Your task is to gather the lines below that hold the string "impl".

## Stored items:
::::
/// Kahn's algorithm over one phase. In the build phase an edge runs from
/// provider to requirer; in the drop phase the edge inverts, so whatever
/// requires an id is dropped before the change that drops it.
fn order_phase(
    changes: &[Change],
    members: &[usize],
    phase: Phase,
    diagnostics: &mut Vec<Diagnostic>,
) -> Vec<usize> {
    // id -> members supplying it (provides in build, drops in drop phase)
    let mut suppliers: BTreeMap<crate::ident::StableId, Vec<usize>> = BTreeMap::new();
    for &index in members {
        let supplied = match phase {
            Phase::Build => changes[index].provides(),
            Phase::Drop => changes[index].drops(),
        };
        for id in supplied {
            suppliers.entry(id).or_default().push(index);
        }
    }

    let mut successors: BTreeMap<usize, BTreeSet<usize>> = BTreeMap::new();
    let mut indegree: BTreeMap<usize, usize> = members.iter().map(|&i| (i, 0)).collect();

    for &index in members {
        for required in changes[index].requires() {
            let Some(supplier_indices) = suppliers.get(&required) else {
                // Required id is not touched by this phase: it either
                // already exists or the other phase handles it
                continue;
            };
            for &supplier in supplier_indices {
                if supplier == index {
                    continue;
                }
                let (from, to) = match phase {
                    Phase::Build => (supplier, index),
                    Phase::Drop => (index, supplier),
                };
                if successors.entry(from).or_default().insert(to) {
                    *indegree.entry(to).or_default() += 1;
                }
            }
        }
    }

    let sort_key = |index: usize| {
        let change = &changes[index];
        let kind_priority = match phase {
            Phase::Build => change.object_kind().priority(),
            // Dependents first when tearing down
            Phase::Drop => u8::MAX - change.object_kind().priority(),
        };
        (
            kind_priority,
            change.scope().priority(),
            change.sort_id(),
            index,
        )
    };

    let mut ready: BTreeSet<(u8, u8, crate::ident::StableId, usize)> = indegree
        .iter()
        .filter(|(_, &degree)| degree == 0)
        .map(|(&index, _)| sort_key(index))
        .collect();

    let mut ordered = Vec::with_capacity(members.len());
    let mut placed: BTreeSet<usize> = BTreeSet::new();

    while let Some(key) = ready.iter().next().cloned() {
        ready.remove(&key);
        let index = key.3;
        ordered.push(index);
        placed.insert(index);
        if let Some(next) = successors.get(&index) {
            for &successor in next {
                let degree = indegree.get_mut(&successor).expect("member has a degree");
                *degree -= 1;
                if *degree == 0 {
                    ready.insert(sort_key(successor));
                }
            }
        }
    }

    // Whatever could not be placed sits on a cycle; report each strongly
    // connected component and append the members in input order
    if ordered.len() < members.len() {
        let remaining: Vec<usize> =
            members.iter().copied().filter(|i| !placed.contains(i)).collect();
        for component in strongly_connected(&remaining, &successors) {
            if component.len() > 1 {
                let subjects: Vec<String> = component
                    .iter()
                    .map(|&i| changes[i].sort_id().to_string())
                    .collect();
                diagnostics.push(
                    Diagnostic::new(
                        DiagnosticCode::CycleDetected,
                        format!("{} changes form a dependency cycle", component.len()),
                    )
                    .with_subjects(subjects),
                );
            }
        }
        ordered.extend(remaining);
    }

    ordered
}

fn check_duplicate_providers(
    changes: &[Change],
    build_members: &[usize],
    diagnostics: &mut Vec<Diagnostic>,
) {
    let mut providers: BTreeMap<crate::ident::StableId, Vec<usize>> = BTreeMap::new();
    for &index in build_members {
        for id in changes[index].provides() {
            providers.entry(id).or_default().push(index);
        }
    }
    for (id, indices) in providers {
        if indices.len() > 1 {
            diagnostics.push(
                Diagnostic::new(
                    DiagnosticCode::DuplicateProducer,
                    format!("{} changes provide {id}", indices.len()),
                )
                .with_subject(id.to_string()),
            );
        }
    }
}
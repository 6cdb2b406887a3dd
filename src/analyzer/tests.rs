use super::*;
use crate::error::DiagnosticCode;

#[test]
fn test_split_basic_statements() {
    let sql = "CREATE SCHEMA app;\nCREATE TABLE app.users (id int);\n";
    let statements = split_statements(sql);
    assert_eq!(statements.len(), 2);
    assert_eq!(statements[0].text, "CREATE SCHEMA app");
    assert_eq!(statements[1].text, "CREATE TABLE app.users (id int)");
}

#[test]
fn test_split_respects_dollar_quotes() {
    let sql = "CREATE FUNCTION f() RETURNS void LANGUAGE plpgsql AS $body$\n\
               BEGIN\n  PERFORM 1;\n  -- not a terminator: ;\nEND;\n$body$;\n\
               SELECT 1;";
    let statements = split_statements(sql);
    assert_eq!(statements.len(), 2);
    assert!(statements[0].text.contains("END;"));
    assert_eq!(statements[1].text, "SELECT 1");
}

#[test]
fn test_split_respects_quoted_semicolons() {
    let sql = "INSERT INTO t VALUES ('a;b', E'c\\';d', \"odd;name\");\nSELECT 2;";
    let statements = split_statements(sql);
    assert_eq!(statements.len(), 2);
}

#[test]
fn test_split_respects_nested_block_comments() {
    let sql = "/* outer /* inner; */ still; */ SELECT 1; SELECT 2;";
    let statements = split_statements(sql);
    assert_eq!(statements.len(), 2);
}

#[test]
fn test_split_keeps_leading_comments() {
    let sql = "-- pg-topo:phase bootstrap\nCREATE SCHEMA app;";
    let statements = split_statements(sql);
    assert_eq!(statements.len(), 1);
    assert!(statements[0].text.starts_with("-- pg-topo:phase bootstrap"));
}

#[test]
fn test_analyze_orders_reversed_corpus() {
    let sql = "CREATE INDEX idx ON test.users (name);\n\
               CREATE TABLE test.users (id int, name text);\n\
               CREATE SCHEMA test;";
    let result = analyze_sql(sql);

    assert!(result.diagnostics.is_empty(), "{:?}", result.diagnostics);
    let classes: Vec<Option<StatementClass>> =
        result.ordered.iter().map(|n| n.class).collect();
    assert_eq!(
        classes,
        vec![
            Some(StatementClass::CreateSchema),
            Some(StatementClass::CreateTable),
            Some(StatementClass::CreateIndex),
        ]
    );
    assert_eq!(result.graph.node_count, 3);
    assert!(result.graph.edges.len() >= 2);
}

#[test]
fn test_analyze_function_before_trigger() {
    let sql = "CREATE TRIGGER audit BEFORE UPDATE ON users \
               FOR EACH ROW EXECUTE FUNCTION audit_row();\n\
               CREATE FUNCTION audit_row() RETURNS trigger LANGUAGE plpgsql AS $$\n\
               BEGIN RETURN NEW; END;\n$$;\n\
               CREATE TABLE users (id int);";
    let result = analyze_sql(sql);

    let position = |class: StatementClass| {
        result
            .ordered
            .iter()
            .position(|n| n.class == Some(class))
            .unwrap()
    };
    assert!(position(StatementClass::CreateTable) < position(StatementClass::CreateTrigger));
    assert!(position(StatementClass::CreateFunction) < position(StatementClass::CreateTrigger));
}

#[test]
fn test_annotations_drive_edges() {
    let sql = "-- pg-topo:provides view:app.totals\n\
               CREATE VIEW app.totals AS SELECT count(*) FROM app.orders;\n\
               -- pg-topo:depends_on app.totals_is_wrong\n\
               SELECT 1;";
    // depends_on names a table nobody provides
    let result = analyze_sql(sql);
    assert!(result
        .diagnostics
        .iter()
        .any(|d| d.code == DiagnosticCode::UnresolvedDependency));
}

#[test]
fn test_requires_annotation_orders_statements() {
    let sql = "-- pg-topo:requires view:app.totals\n\
               GRANT SELECT ON app.totals TO reporting;\n\
               CREATE VIEW app.totals AS SELECT 1;";
    let result = analyze_sql(sql);

    assert_eq!(
        result.ordered[0].class,
        Some(StatementClass::CreateView),
        "{:?}",
        result.ordered
    );
    assert_eq!(result.ordered[1].class, Some(StatementClass::Grant));
}

#[test]
fn test_duplicate_producer_diagnostic() {
    let sql = "CREATE TABLE app.users (id int);\nCREATE TABLE app.users (id int);";
    let result = analyze_sql(sql);
    assert!(result
        .diagnostics
        .iter()
        .any(|d| d.code == DiagnosticCode::DuplicateProducer));
}

#[test]
fn test_unknown_statement_class_diagnostic() {
    let result = analyze_sql("FROBNICATE THE WIDGETS;");
    assert!(result
        .diagnostics
        .iter()
        .any(|d| d.code == DiagnosticCode::UnknownStatementClass));
    assert_eq!(result.ordered.len(), 1);
}

#[test]
fn test_circular_foreign_keys_report_cycle() {
    let sql = "CREATE TABLE a (id int PRIMARY KEY, b_id int REFERENCES b(id));\n\
               CREATE TABLE b (id int PRIMARY KEY, a_id int REFERENCES a(id));";
    let result = analyze_sql(sql);

    assert!(result
        .diagnostics
        .iter()
        .any(|d| d.code == DiagnosticCode::CycleDetected));
    assert_eq!(result.graph.cycle_groups.len(), 1);
    assert_eq!(result.graph.cycle_groups[0].len(), 2);
    // Cycle members keep their input order at the end
    assert_eq!(result.ordered.len(), 2);
    assert!(result.ordered[0].text.starts_with("CREATE TABLE a"));
}

#[test]
fn test_missing_file_is_discovery_error() {
    let result = analyze(&[AnalyzerInput::File("does/not/exist.sql".into())]);
    assert_eq!(result.diagnostics.len(), 1);
    assert_eq!(result.diagnostics[0].code, DiagnosticCode::DiscoveryError);
}

#[test]
fn test_analyze_files_from_disk() {
    use std::io::Write;

    let dir = tempfile::tempdir().unwrap();
    let schema_path = dir.path().join("01_schema.sql");
    let table_path = dir.path().join("02_tables.sql");
    let mut schema_file = std::fs::File::create(&schema_path).unwrap();
    writeln!(schema_file, "CREATE SCHEMA app;").unwrap();
    let mut table_file = std::fs::File::create(&table_path).unwrap();
    writeln!(table_file, "CREATE TABLE app.users (id int);").unwrap();

    let result = analyze(&[
        AnalyzerInput::File(table_path),
        AnalyzerInput::File(schema_path),
    ]);
    assert!(result.diagnostics.is_empty());
    assert_eq!(result.ordered[0].class, Some(StatementClass::CreateSchema));
}

#[test]
fn test_analysis_is_deterministic() {
    let sql = "CREATE TABLE b (id int);\nCREATE TABLE a (id int);\n\
               CREATE VIEW v AS SELECT 1;\nGRANT SELECT ON a TO r;";
    let first = analyze_sql(sql);
    let second = analyze_sql(sql);
    assert_eq!(
        serde_json::to_string(&first).unwrap(),
        serde_json::to_string(&second).unwrap()
    );
}

#[test]
fn test_grant_waits_for_target() {
    let sql = "GRANT SELECT ON app.users TO reporting;\n\
               CREATE TABLE app.users (id int);\n\
               CREATE SCHEMA app;";
    let result = analyze_sql(sql);
    let classes: Vec<Option<StatementClass>> =
        result.ordered.iter().map(|n| n.class).collect();
    assert_eq!(
        classes,
        vec![
            Some(StatementClass::CreateSchema),
            Some(StatementClass::CreateTable),
            Some(StatementClass::Grant),
        ]
    );
}
/// True when a reference points at something the engine treats as always
/// present: system schemas, the default `public` schema as a schema
/// reference, roles, builtin languages and the builtin type allow-list.
pub fn is_builtin(kind: ObjectKind, schema: Option<&str>, name: &str) -> bool {
    if matches!(schema, Some("pg_catalog") | Some("information_schema")) {
        return true;
    }
    match kind {
        ObjectKind::Schema => {
            name == "public" || name == "pg_catalog" || name == "information_schema"
        }
        ObjectKind::Role => true,
        ObjectKind::Language => BUILTIN_LANGUAGES.contains(&name),
        ObjectKind::Type | ObjectKind::Domain => {
            if schema.is_some() && schema != Some("public") {
                return false;
            }
            // Strip array brackets and type parameters before the lookup
            let base = name
                .trim_end_matches("[]")
                .split('(')
                .next()
                .unwrap_or(name)
                .trim();
            BUILTIN_TYPES.contains(&base)
        }
        _ => false,
    }
}

#[cfg(test)]
mod tests {
    use super::*;

    #[test]
    fn test_normalize_identifier_unquoted() {
        assert_eq!(normalize_identifier("  Users ", NameMode::Raw), "users");
        assert_eq!(normalize_identifier("Users", NameMode::Ast), "Users");
    }

    #[test]
    fn test_normalize_identifier_quoted() {
        assert_eq!(normalize_identifier("\"Users\"", NameMode::Raw), "Users");
        assert_eq!(
            normalize_identifier("\"we\"\"ird\"", NameMode::Raw),
            "we\"ird"
        );
    }

    #[test]
    fn test_split_qualified_name() {
        assert_eq!(
            split_qualified_name("public.users", NameMode::Raw),
            (Some("public".into()), "users".into())
        );
        assert_eq!(
            split_qualified_name("users", NameMode::Raw),
            (None, "users".into())
        );
        assert_eq!(
            split_qualified_name("\"My Schema\".\"My.Table\"", NameMode::Raw),
            (Some("My Schema".into()), "My.Table".into())
        );
    }

    #[test]
    fn test_normalize_signature() {
        assert_eq!(normalize_signature("(INT4 ,  Text)"), "int4,text");
        assert_eq!(
            normalize_signature("numeric(10, 2), character varying"),
            "numeric(10,2),character varying"
        );
        assert_eq!(normalize_signature("()"), "");
        assert_eq!(normalize_signature("int4, int4[]"), "int4,int4[]");
    }

    #[test]
    fn test_stable_id_formats() {
        assert_eq!(StableId::table("public", "users").as_str(), "table:public.users");
        assert_eq!(
            StableId::function("public", "add", "INT4, INT4").as_str(),
            "function:public.add(int4,int4)"
        );
        let table = StableId::table("public", "users");
        assert_eq!(
            StableId::comment_on(&table).as_str(),
            "comment:table:public.users"
        );
        assert_eq!(
            StableId::acl(&table, "reporting").as_str(),
            "acl:table:public.users@reporting"
        );
    }

    #[test]
    fn test_is_builtin() {
        assert!(is_builtin(ObjectKind::Type, None, "int4"));
        assert!(is_builtin(ObjectKind::Type, Some("pg_catalog"), "tsvector"));
        assert!(is_builtin(ObjectKind::Type, None, "varchar(255)"));
        assert!(is_builtin(ObjectKind::Type, None, "int4[]"));
        assert!(!is_builtin(ObjectKind::Type, Some("app"), "status"));
        assert!(is_builtin(ObjectKind::Schema, None, "public"));
        assert!(!is_builtin(ObjectKind::Schema, None, "app"));
        assert!(is_builtin(ObjectKind::Role, None, "anybody"));
        assert!(is_builtin(ObjectKind::Language, None, "plpgsql"));
        assert!(!is_builtin(ObjectKind::Language, None, "plv8"));
    }
}
impl SqlObjectRef {
    pub fn stable_id(&self) -> StableId {
        match self {
            SqlObjectRef::Schema { name } => StableId::schema(name),
            SqlObjectRef::Table { schema, name } => StableId::table(schema, name),
            SqlObjectRef::Column { schema, table, name } => StableId::column(schema, table, name),
            SqlObjectRef::Index { schema, name } => StableId::index(schema, name),
            SqlObjectRef::Constraint { schema, table, name } => {
                StableId::constraint(schema, table, name)
            }
            SqlObjectRef::View { schema, name } => StableId::view(schema, name),
            SqlObjectRef::MaterializedView { schema, name } => {
                StableId::materialized_view(schema, name)
            }
            SqlObjectRef::Sequence { schema, name } => StableId::sequence(schema, name),
            SqlObjectRef::Function { schema, name, arguments } => {
                StableId::function(schema, name, arguments)
            }
            SqlObjectRef::Procedure { schema, name, arguments } => {
                StableId::procedure(schema, name, arguments)
            }
            SqlObjectRef::Aggregate { schema, name, arguments } => {
                StableId::aggregate(schema, name, arguments)
            }
            SqlObjectRef::Type { schema, name } => StableId::type_(schema, name),
            SqlObjectRef::Domain { schema, name } => StableId::domain(schema, name),
            SqlObjectRef::Collation { schema, name } => StableId::collation(schema, name),
            SqlObjectRef::Extension { name } => StableId::extension(name),
            SqlObjectRef::Language { name } => StableId::language(name),
            SqlObjectRef::Rule { schema, table, name } => StableId::rule(schema, table, name),
            SqlObjectRef::Trigger { schema, table, name } => StableId::trigger(schema, table, name),
            SqlObjectRef::EventTrigger { name } => StableId::event_trigger(name),
            SqlObjectRef::Policy { schema, table, name } => StableId::policy(schema, table, name),
            SqlObjectRef::Publication { name } => StableId::publication(name),
            SqlObjectRef::Subscription { name } => StableId::subscription(name),
            SqlObjectRef::ForeignDataWrapper { name } => StableId::foreign_data_wrapper(name),
            SqlObjectRef::Server { name } => StableId::server(name),
            SqlObjectRef::ForeignTable { schema, name } => StableId::foreign_table(schema, name),
            SqlObjectRef::Role { name } => StableId::role(name),
        }
    }

    pub fn object_kind(&self) -> ObjectKind {
        match self {
            SqlObjectRef::Schema { .. } => ObjectKind::Schema,
            SqlObjectRef::Table { .. } => ObjectKind::Table,
            SqlObjectRef::Column { .. } => ObjectKind::Column,
            SqlObjectRef::Index { .. } => ObjectKind::Index,
            SqlObjectRef::Constraint { .. } => ObjectKind::Constraint,
            SqlObjectRef::View { .. } => ObjectKind::View,
            SqlObjectRef::MaterializedView { .. } => ObjectKind::MaterializedView,
            SqlObjectRef::Sequence { .. } => ObjectKind::Sequence,
            SqlObjectRef::Function { .. } => ObjectKind::Function,
            SqlObjectRef::Procedure { .. } => ObjectKind::Procedure,
            SqlObjectRef::Aggregate { .. } => ObjectKind::Aggregate,
            SqlObjectRef::Type { .. } => ObjectKind::Type,
            SqlObjectRef::Domain { .. } => ObjectKind::Domain,
            SqlObjectRef::Collation { .. } => ObjectKind::Collation,
            SqlObjectRef::Extension { .. } => ObjectKind::Extension,
            SqlObjectRef::Language { .. } => ObjectKind::Language,
            SqlObjectRef::Rule { .. } => ObjectKind::Rule,
            SqlObjectRef::Trigger { .. } => ObjectKind::Trigger,
            SqlObjectRef::EventTrigger { .. } => ObjectKind::EventTrigger,
            SqlObjectRef::Policy { .. } => ObjectKind::Policy,
            SqlObjectRef::Publication { .. } => ObjectKind::Publication,
            SqlObjectRef::Subscription { .. } => ObjectKind::Subscription,
            SqlObjectRef::ForeignDataWrapper { .. } => ObjectKind::ForeignDataWrapper,
            SqlObjectRef::Server { .. } => ObjectKind::Server,
            SqlObjectRef::ForeignTable { .. } => ObjectKind::ForeignTable,
            SqlObjectRef::Role { .. } => ObjectKind::Role,
        }
    }

    /// How `COMMENT ON` names this object.
    pub fn comment_phrase(&self) -> String {
        match self {
            SqlObjectRef::Schema { name } => format!("SCHEMA {}", quote_ident(name)),
            SqlObjectRef::Table { schema, name } => {
                format!("TABLE {}", quote_qualified(schema, name))
            }
            SqlObjectRef::Column { schema, table, name } => format!(
                "COLUMN {}.{}",
                quote_qualified(schema, table),
                quote_ident(name)
            ),
            SqlObjectRef::Index { schema, name } => {
                format!("INDEX {}", quote_qualified(schema, name))
            }
            SqlObjectRef::Constraint { schema, table, name } => format!(
                "CONSTRAINT {} ON {}",
                quote_ident(name),
                quote_qualified(schema, table)
            ),
            SqlObjectRef::View { schema, name } => {
                format!("VIEW {}", quote_qualified(schema, name))
            }
            SqlObjectRef::MaterializedView { schema, name } => {
                format!("MATERIALIZED VIEW {}", quote_qualified(schema, name))
            }
            SqlObjectRef::Sequence { schema, name } => {
                format!("SEQUENCE {}", quote_qualified(schema, name))
            }
            SqlObjectRef::Function { schema, name, arguments } => {
                format!("FUNCTION {}({arguments})", quote_qualified(schema, name))
            }
            SqlObjectRef::Procedure { schema, name, arguments } => {
                format!("PROCEDURE {}({arguments})", quote_qualified(schema, name))
            }
            SqlObjectRef::Aggregate { schema, name, arguments } => {
                format!("AGGREGATE {}({arguments})", quote_qualified(schema, name))
            }
            SqlObjectRef::Type { schema, name } => {
                format!("TYPE {}", quote_qualified(schema, name))
            }
            SqlObjectRef::Domain { schema, name } => {
                format!("DOMAIN {}", quote_qualified(schema, name))
            }
            SqlObjectRef::Collation { schema, name } => {
                format!("COLLATION {}", quote_qualified(schema, name))
            }
            SqlObjectRef::Extension { name } => format!("EXTENSION {}", quote_ident(name)),
            SqlObjectRef::Language { name } => format!("LANGUAGE {}", quote_ident(name)),
            SqlObjectRef::Rule { schema, table, name } => format!(
                "RULE {} ON {}",
                quote_ident(name),
                quote_qualified(schema, table)
            ),
            SqlObjectRef::Trigger { schema, table, name } => format!(
                "TRIGGER {} ON {}",
                quote_ident(name),
                quote_qualified(schema, table)
            ),
            SqlObjectRef::EventTrigger { name } => {
                format!("EVENT TRIGGER {}", quote_ident(name))
            }
            SqlObjectRef::Policy { schema, table, name } => format!(
                "POLICY {} ON {}",
                quote_ident(name),
                quote_qualified(schema, table)
            ),
            SqlObjectRef::Publication { name } => format!("PUBLICATION {}", quote_ident(name)),
            SqlObjectRef::Subscription { name } => format!("SUBSCRIPTION {}", quote_ident(name)),
            SqlObjectRef::ForeignDataWrapper { name } => {
                format!("FOREIGN DATA WRAPPER {}", quote_ident(name))
            }
            SqlObjectRef::Server { name } => format!("SERVER {}", quote_ident(name)),
            SqlObjectRef::ForeignTable { schema, name } => {
                format!("FOREIGN TABLE {}", quote_qualified(schema, name))
            }
            SqlObjectRef::Role { name } => format!("ROLE {}", quote_ident(name)),
        }
    }

    /// How `GRANT`/`REVOKE` name this object. Kinds that cannot carry
    /// privileges fall back to the comment phrase; the differ never builds
    /// privilege changes for them.
    pub fn grant_phrase(&self) -> String {
        match self {
            SqlObjectRef::Server { name } => format!("FOREIGN SERVER {}", quote_ident(name)),
            _ => self.comment_phrase(),
        }
    }
}

/// Sets or removes the comment on one object.
#[derive(Debug, Clone, PartialEq, Serialize, Deserialize)]
pub struct CommentChange {
    pub target: SqlObjectRef,
    pub comment: Option<String>,
}

impl CommentChange {
    pub fn operation(&self) -> ChangeOperation {
        if self.comment.is_some() {
            ChangeOperation::Create
        } else {
            ChangeOperation::Drop
        }
    }

    pub fn object_kind(&self) -> ObjectKind {
        self.target.object_kind()
    }

    pub fn scope(&self) -> ChangeScope {
        ChangeScope::Comment
    }

    pub fn provides(&self) -> Vec<StableId> {
        match self.comment {
            Some(_) => vec![StableId::comment_on(&self.target.stable_id())],
            None => vec![],
        }
    }

    pub fn requires(&self) -> Vec<StableId> {
        vec![self.target.stable_id()]
    }

    pub fn drops(&self) -> Vec<StableId> {
        match self.comment {
            Some(_) => vec![],
            None => vec![StableId::comment_on(&self.target.stable_id())],
        }
    }

    pub fn to_sql(&self) -> String {
        let value = match &self.comment {
            Some(text) => quote_literal(text),
            None => "NULL".to_string(),
        };
        format!("COMMENT ON {} IS {}", self.target.comment_phrase(), value)
    }

    pub fn sort_id(&self) -> StableId {
        StableId::comment_on(&self.target.stable_id())
    }
}

fn quote_grantee(name: &str) -> String {
    if name.eq_ignore_ascii_case("public") {
        "PUBLIC".to_string()
    } else {
        quote_ident(name)
    }
}

/// Grants or revokes one grantee's privileges on one object. A grant group
/// holds one `grantable` flag for all its privileges; the differ builds one
/// change per (grantee, grantable) pair.
#[derive(Debug, Clone, PartialEq, Serialize, Deserialize)]
#[serde(rename_all = "snake_case")]
pub enum AclChange {
    Grant {
        target: SqlObjectRef,
        grantee: String,
        privileges: Vec<String>,
        grantable: bool,
    },
    Revoke {
        target: SqlObjectRef,
        grantee: String,
        privileges: Vec<String>,
    },
    /// `REVOKE GRANT OPTION FOR …`: drops the grant option, keeps the
    /// underlying privilege.
    RevokeGrantOption {
        target: SqlObjectRef,
        grantee: String,
        privileges: Vec<String>,
    },
}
::::
## Result for this task:
impl SqlObjectRef {
impl CommentChange {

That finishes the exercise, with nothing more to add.